Las herramientas tecnológicas demostraron una vez más su utilidad en la prevención de desastres naturales durante los sismos consecutivos que devastaron amplias zonas del norte de Venezuela. Segundos antes de que el primer temblor sacudiera el territorio, los teléfonos móviles de miles de personas emitieron una notificación de emergencia que permitió obtener un margen de tiempo crucial para buscar refugio.

El aviso masivo se emitió a las 18.04 y advertía sobre un "probable temblor de magnitud inicial estimada de 6,2 aproximadamente". El origen de la notificación provino directamente del sistema de alertas de terremotos desarrollados por Google. Dicho proyecto, implementado a partir del 2021, opera mediante el aprovechamiento de un componente técnico preexistente en los dispositivos con soporte Android

La estructura de detección temprana se sustenta en el acelerómetro, un sensor interno diseñado originalmente para modificar la orientación de la pantalla según la posición del teléfono. Este elemento posee la sensibilidad requerida para registrar las denominadas ondas P, que constituyen las primeras señales sísmicas en propagarse antes de la llegada de las ondas S, responsables de los movimientos más destructivos en la superficie.

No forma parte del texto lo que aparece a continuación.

// Export OpenAPI specification as JSON
//
// Usage: cargo run --bin export-openapi > docs/api/openapi.json
//
// Generates the spec without starting the gateway or contacting a backend.

use sightline_gateway::openapi::ApiDoc;

fn main() -> anyhow::Result<()> {
    println!("{}", ApiDoc::to_json()?);
    Ok(())
}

La información captada de forma individual se transmite hacia los servidores de la compañía tecnológica. Al cruzarse los datos recolectados por múltiples dispositivos, en una misma zona, la plataforma logra establecer la locallización aproximada del fenómeno y su respectiva intensidad. 

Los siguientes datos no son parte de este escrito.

//! Interactive 3D viewer using kiss3d.
//!
//! The viewer plays three roles around the controller: it issues moves from
//! key presses, ticks the controller once per rendered frame, and draws the
//! cube from the read-only [`CubeView`] queries.

use kiss3d::prelude::*;

use cubist::animation::CubeController;
use cubist::cube::{self, Cubie};
use cubist::moves::MoveKind;
use cubist::CubeView;

/// Size of each cubie body (slightly smaller than 1.0 for visible gaps).
const CUBIE_SIZE: f32 = 0.97;
/// Edge length of a sticker plate.
const STICKER_SIZE: f32 = 0.85;
/// Thickness of a sticker plate.
const STICKER_THICKNESS: f32 = 0.02;
/// Offset to center the cube around the origin.
const CENTER_OFFSET: f32 = -1.0;
/// Camera distance, matching an eye point of (5, 5, 5).
const CAMERA_DIST: f32 = 8.66;

const TITLE: &str = "Cube - [R/L/U/D/F/B] turn a face";

fn to_color(color: cube::Color) -> Color {
    let (r, g, b) = color.rgb();
    Color::new(r, g, b, 1.0)
}

fn to_vec3((x, y, z): (f32, f32, f32)) -> Vec3 {
    Vec3::new(x, y, z)
}

/// Maps a key to the move it triggers.
fn key_move(key: kiss3d::event::Key) -> Option<MoveKind> {
    use kiss3d::event::Key;
    match key {
        Key::R => Some(MoveKind::R),
        Key::L => Some(MoveKind::L),
        Key::U => Some(MoveKind::U),
        Key::D => Some(MoveKind::D),
        Key::F => Some(MoveKind::F),
        Key::B => Some(MoveKind::B),
        _ => None,
    }
}

/// Adds a cubie body and its sticker plates under `parent`.
///
/// Coordinate conventions:
/// - Engine coordinates use integer x, y, z in 0..=2.
/// - Rendered cubies map x->X, y->Y, z->Z in world units.
/// - The cube is centered at the origin by offsetting positions by -1.0.
fn add_cubie(parent: &mut SceneNode3d, cubie: &Cubie) {
    let (x, y, z) = cubie.position;
    let center = Vec3::new(
        x as f32 + CENTER_OFFSET,
        y as f32 + CENTER_OFFSET,
        z as f32 + CENTER_OFFSET,
    );

    parent
        .add_cube(CUBIE_SIZE, CUBIE_SIZE, CUBIE_SIZE)
        .set_color(to_color(cube::Color::Black))
        .set_position(center);

    for (face, color) in cubie.faces.iter() {
        if !color.is_sticker() {
            continue;
        }
        let (nx, ny, nz) = face.normal();
        let normal = Vec3::new(nx as f32, ny as f32, nz as f32);
        // thin along the normal, full size across it
        let size = |n: i32| {
            if n == 0 {
                STICKER_SIZE
            } else {
                STICKER_THICKNESS
            }
        };
        parent
            .add_cube(size(nx), size(ny), size(nz))
            .set_color(to_color(color))
            .set_position(center + normal * (CUBIE_SIZE + STICKER_THICKNESS) / 2.0);
    }
}

/// Scene nodes for the cube, split into the still part and the turning slice.
struct CubeNodes {
    still: SceneNode3d,
    turning: SceneNode3d,
}

impl CubeNodes {
    fn build(scene: &mut SceneNode3d, view: &dyn CubeView) -> Self {
        let mut still = scene.add_group();
        let mut turning = scene.add_group();

        let snapshot = view.animation_snapshot();
        for cubie in view.current_state().cubies() {
            if cubie.is_center() {
                continue;
            }
            match &snapshot {
                Some(snapshot) if snapshot.is_affected(cubie.position) => {
                    add_cubie(&mut turning, cubie)
                }
                _ => add_cubie(&mut still, cubie),
            }
        }

        Self { still, turning }
    }

    fn remove(mut self) {
        self.still.remove();
        self.turning.remove();
    }
}

/// Runs the viewer until the window is closed.
pub fn display(controller: CubeController) {
    pollster::block_on(display_async(controller));
}

async fn display_async(mut controller: CubeController) {
    let mut window = Window::new(TITLE).await;

    let mut camera = OrbitCamera3d::default();
    camera.set_dist(CAMERA_DIST);

    let mut scene = SceneNode3d::empty();
    scene
        .add_light(Light::point(100.0))
        .set_position(Vec3::new(5.0, 5.0, 5.0));

    let mut nodes = CubeNodes::build(&mut scene, &controller);
    // nodes are rebuilt whenever a move starts or commits
    let mut was_rotating = controller.is_rotating();

    loop {
        let mut started = false;
        for event in window.events().iter() {
            if let kiss3d::event::WindowEvent::Key(key, action, _) = event.value {
                if action == kiss3d::event::Action::Press {
                    if let Some(kind) = key_move(key) {
                        started |= controller.rotate_move(kind);
                    }
                }
            }
        }

        controller.tick();

        // a large step can start and commit a move within one frame
        if started || controller.is_rotating() != was_rotating {
            was_rotating = controller.is_rotating();
            nodes.remove();
            nodes = CubeNodes::build(&mut scene, &controller);
        }

        if let Some(snapshot) = controller.animation_snapshot() {
            let axis = to_vec3(snapshot.render_axis);
            nodes
                .turning
                .set_rotation(Quat::from_axis_angle(axis, snapshot.angle));
        }

        if !window.render_3d(&mut scene, &mut camera).await {
            break;
        }
    }
}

En estos casos, donde la estimación supera la escala de intensidad MMI 5, según el diario AS, el aviso acústico se activa también cuando el usuario mantiene configurado el modo no molestar, ofreciendo en paralelo una serie de recomendaciones de seguridad.

La efectividad de esta herramienta radica en que la velocidad del flujo de datos por las redes de telecomunicaciones resulta superior a la velocidad de propagación de las ondas de la tierra. 

De esta forma, la red complementa la mediciones de los centros sismológicos oficiales gracias a la conectivdad de los terminales de telefonía, que requieren tener activos los servicios de ubicación y la transmisión de datos o Wi-Fi para procesar la señal de emergencia. Por el momento, el impacto de los dos terremotos dejó un saldo provisional de más de 160 víctimas fatales y cerca de mil heridos en las regiones afectadas.